- Records for the exercise

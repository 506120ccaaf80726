//! In-memory page and storage.
//!
//! Elements share their state through `Rc`, so a handle returned by a
//! lookup observes every change the controller makes. Used by the tests
//! and by the native preview binary.

use std::cell::{Cell, RefCell};
use std::collections::HashMap;
use std::rc::Rc;

use crate::constants;
use crate::error::{Result, SchemeError};
use crate::page::{
    ButtonContainer, ClickHandler, MetaTag, Page, PreferenceStore, SchemeButton, StyleLink,
};

/// Stylesheet link held in memory.
#[derive(Clone, Default)]
pub struct MemoryLink {
    media: Rc<RefCell<String>>,
}

impl MemoryLink {
    fn new(media: &str) -> Self {
        Self {
            media: Rc::new(RefCell::new(media.to_string())),
        }
    }
}

impl StyleLink for MemoryLink {
    fn media(&self) -> String {
        self.media.borrow().clone()
    }

    fn set_media(&self, media: &str) {
        *self.media.borrow_mut() = media.to_string();
    }
}

/// Meta tag held in memory.
#[derive(Clone, Default)]
pub struct MemoryMeta {
    content: Rc<RefCell<String>>,
}

impl MemoryMeta {
    /// Current content.
    pub fn content(&self) -> String {
        self.content.borrow().clone()
    }
}

impl MetaTag for MemoryMeta {
    fn set_content(&self, content: &str) {
        *self.content.borrow_mut() = content.to_string();
    }
}

/// Button held in memory. `click` runs the subscribed handlers.
#[derive(Clone, Default)]
pub struct MemoryButton {
    label: Rc<RefCell<Option<String>>>,
    pressed: Rc<Cell<Option<bool>>>,
    handlers: Rc<RefCell<Vec<ClickHandler>>>,
}

impl MemoryButton {
    /// Create a button with the given scheme label.
    pub fn new(label: &str) -> Self {
        Self {
            label: Rc::new(RefCell::new(Some(label.to_string()))),
            ..Self::default()
        }
    }

    /// Create a button without a label attribute.
    pub fn unlabeled() -> Self {
        Self::default()
    }

    /// Replace the label after construction.
    pub fn set_label(&self, label: Option<&str>) {
        *self.label.borrow_mut() = label.map(str::to_string);
    }

    /// Pressed state, `None` until the controller first sets it.
    pub fn pressed(&self) -> Option<bool> {
        self.pressed.get()
    }

    /// Number of subscribed click handlers.
    pub fn handler_count(&self) -> usize {
        self.handlers.borrow().len()
    }

    /// Dispatch a click to every subscribed handler.
    pub fn click(&self) {
        for handler in self.handlers.borrow().iter() {
            handler();
        }
    }
}

impl SchemeButton for MemoryButton {
    fn scheme_label(&self) -> Option<String> {
        self.label.borrow().clone()
    }

    fn set_pressed(&self, pressed: bool) {
        self.pressed.set(Some(pressed));
    }

    fn on_click(&self, handler: ClickHandler) {
        self.handlers.borrow_mut().push(handler);
    }

    fn is_same(&self, other: &Self) -> bool {
        Rc::ptr_eq(&self.pressed, &other.pressed)
    }
}

/// Button container held in memory. Buttons can be added after the
/// controller has been initialized.
#[derive(Clone, Default)]
pub struct MemoryContainer {
    buttons: Rc<RefCell<Vec<MemoryButton>>>,
}

impl MemoryContainer {
    /// Append a button.
    pub fn push(&self, button: MemoryButton) {
        self.buttons.borrow_mut().push(button);
    }

    /// All buttons, labeled or not.
    pub fn all(&self) -> Vec<MemoryButton> {
        self.buttons.borrow().clone()
    }
}

impl ButtonContainer for MemoryContainer {
    type Button = MemoryButton;

    /// The default button selector matches buttons carrying a label
    /// attribute; any other selector matches every button.
    fn buttons(&self, selector: &str) -> Vec<MemoryButton> {
        self.buttons
            .borrow()
            .iter()
            .filter(|b| selector != constants::BUTTON_SELECTOR || b.scheme_label().is_some())
            .cloned()
            .collect()
    }
}

/// Page made of in-memory elements.
///
/// Selectors are matched literally against the ones the elements were
/// registered under.
#[derive(Clone, Default)]
pub struct MemoryPage {
    links: HashMap<String, MemoryLink>,
    metas: HashMap<String, MemoryMeta>,
    containers: HashMap<String, MemoryContainer>,
}

impl MemoryPage {
    /// Create an empty page.
    pub fn new() -> Self {
        Self::default()
    }

    /// Page with both stylesheet links, the meta tag and one button per scheme,
    /// all under the default ids.
    pub fn standard() -> Self {
        let buttons = crate::Scheme::all()
            .iter()
            .map(|scheme| MemoryButton::new(scheme.as_str()))
            .collect();
        Self::new()
            .with_stylesheets()
            .with_meta()
            .with_switcher(buttons)
    }

    /// Add a stylesheet link under `id`.
    pub fn with_link(mut self, id: &str) -> Self {
        self.links.insert(id.to_string(), MemoryLink::new(""));
        self
    }

    /// Add both stylesheet links under the default ids.
    pub fn with_stylesheets(self) -> Self {
        self.with_link(constants::LIGHT_LINK_ID)
            .with_link(constants::DARK_LINK_ID)
    }

    /// Add the meta tag under the default selector.
    pub fn with_meta(mut self) -> Self {
        self.metas
            .insert(constants::META_SELECTOR.to_string(), MemoryMeta::default());
        self
    }

    /// Add a button container under the default id.
    pub fn with_switcher(self, buttons: Vec<MemoryButton>) -> Self {
        self.with_container(constants::SWITCHER_ID, buttons)
    }

    /// Add a button container under `id`.
    pub fn with_container(mut self, id: &str, buttons: Vec<MemoryButton>) -> Self {
        let container = MemoryContainer {
            buttons: Rc::new(RefCell::new(buttons)),
        };
        self.containers.insert(id.to_string(), container);
        self
    }

    /// Media condition of the link registered under `id`.
    pub fn link_media(&self, id: &str) -> Option<String> {
        self.links.get(id).map(StyleLink::media)
    }

    /// Content of the meta tag under the default selector.
    pub fn meta_content(&self) -> Option<String> {
        self.metas.get(constants::META_SELECTOR).map(MemoryMeta::content)
    }

    /// The container under the default id.
    pub fn switcher(&self) -> Option<MemoryContainer> {
        self.containers.get(constants::SWITCHER_ID).cloned()
    }

    /// All buttons in the default container, labeled or not.
    pub fn switcher_buttons(&self) -> Vec<MemoryButton> {
        self.switcher()
            .map(|container| container.all())
            .unwrap_or_default()
    }

    /// First button in the default container carrying `label`.
    pub fn button(&self, label: &str) -> Option<MemoryButton> {
        self.switcher_buttons()
            .into_iter()
            .find(|b| b.scheme_label().as_deref() == Some(label))
    }
}

impl Page for MemoryPage {
    type Link = MemoryLink;
    type Meta = MemoryMeta;
    type Container = MemoryContainer;

    fn stylesheet(&self, id: &str) -> Option<MemoryLink> {
        self.links.get(id).cloned()
    }

    fn meta(&self, selector: &str) -> Option<MemoryMeta> {
        self.metas.get(selector).cloned()
    }

    fn container(&self, id: &str) -> Option<MemoryContainer> {
        self.containers.get(id).cloned()
    }
}

/// Key-value storage held in memory.
#[derive(Clone, Default)]
pub struct MemoryStorage {
    values: Rc<RefCell<HashMap<String, String>>>,
    reject_reads: bool,
    reject_writes: bool,
}

impl MemoryStorage {
    /// Create empty storage.
    pub fn new() -> Self {
        Self::default()
    }

    /// Create storage holding one value.
    pub fn with_value(key: &str, value: &str) -> Self {
        let storage = Self::new();
        storage
            .values
            .borrow_mut()
            .insert(key.to_string(), value.to_string());
        storage
    }

    /// Storage that fails every write, like a full or denied `localStorage`.
    pub fn rejecting_writes(mut self) -> Self {
        self.reject_writes = true;
        self
    }

    /// Storage that fails every read, like a `localStorage` access denied
    /// by the browser.
    pub fn rejecting_reads(mut self) -> Self {
        self.reject_reads = true;
        self
    }

    /// Read a value without going through the trait.
    pub fn value(&self, key: &str) -> Option<String> {
        self.values.borrow().get(key).cloned()
    }

    /// Number of stored keys.
    pub fn len(&self) -> usize {
        self.values.borrow().len()
    }

    /// Whether nothing is stored.
    pub fn is_empty(&self) -> bool {
        self.values.borrow().is_empty()
    }
}

impl PreferenceStore for MemoryStorage {
    fn get(&self, key: &str) -> Result<Option<String>> {
        if self.reject_reads {
            return Err(SchemeError::Storage(format!("read of '{}' rejected", key)));
        }
        Ok(self.value(key))
    }

    fn set(&self, key: &str, value: &str) -> Result<()> {
        if self.reject_writes {
            return Err(SchemeError::Storage(format!(
                "write of '{}' rejected",
                key
            )));
        }
        self.values
            .borrow_mut()
            .insert(key.to_string(), value.to_string());
        Ok(())
    }
}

- Exercise
From the very first line of the data through the line with "pub fn unlabeled()" in it, please reproduce each line exactly and output nothing more.

- The answer
repository 506120ccaaf80726
//! In-memory page and storage.
//!
//! Elements share their state through `Rc`, so a handle returned by a
//! lookup observes every change the controller makes. Used by the tests
//! and by the native preview binary.

use std::cell::{Cell, RefCell};
use std::collections::HashMap;
use std::rc::Rc;

use crate::constants;
use crate::error::{Result, SchemeError};
use crate::page::{
    ButtonContainer, ClickHandler, MetaTag, Page, PreferenceStore, SchemeButton, StyleLink,
};

/// Stylesheet link held in memory.
#[derive(Clone, Default)]
pub struct MemoryLink {
    media: Rc<RefCell<String>>,
}

impl MemoryLink {
    fn new(media: &str) -> Self {
        Self {
            media: Rc::new(RefCell::new(media.to_string())),
        }
    }
}

impl StyleLink for MemoryLink {
    fn media(&self) -> String {
        self.media.borrow().clone()
    }

    fn set_media(&self, media: &str) {
        *self.media.borrow_mut() = media.to_string();
    }
}

/// Meta tag held in memory.
#[derive(Clone, Default)]
pub struct MemoryMeta {
    content: Rc<RefCell<String>>,
}

impl MemoryMeta {
    /// Current content.
    pub fn content(&self) -> String {
        self.content.borrow().clone()
    }
}

impl MetaTag for MemoryMeta {
    fn set_content(&self, content: &str) {
        *self.content.borrow_mut() = content.to_string();
    }
}

/// Button held in memory. `click` runs the subscribed handlers.
#[derive(Clone, Default)]
pub struct MemoryButton {
    label: Rc<RefCell<Option<String>>>,
    pressed: Rc<Cell<Option<bool>>>,
    handlers: Rc<RefCell<Vec<ClickHandler>>>,
}

impl MemoryButton {
    /// Create a button with the given scheme label.
    pub fn new(label: &str) -> Self {
        Self {
            label: Rc::new(RefCell::new(Some(label.to_string()))),
            ..Self::default()
        }
    }

    /// Create a button without a label attribute.
    pub fn unlabeled() -> Self {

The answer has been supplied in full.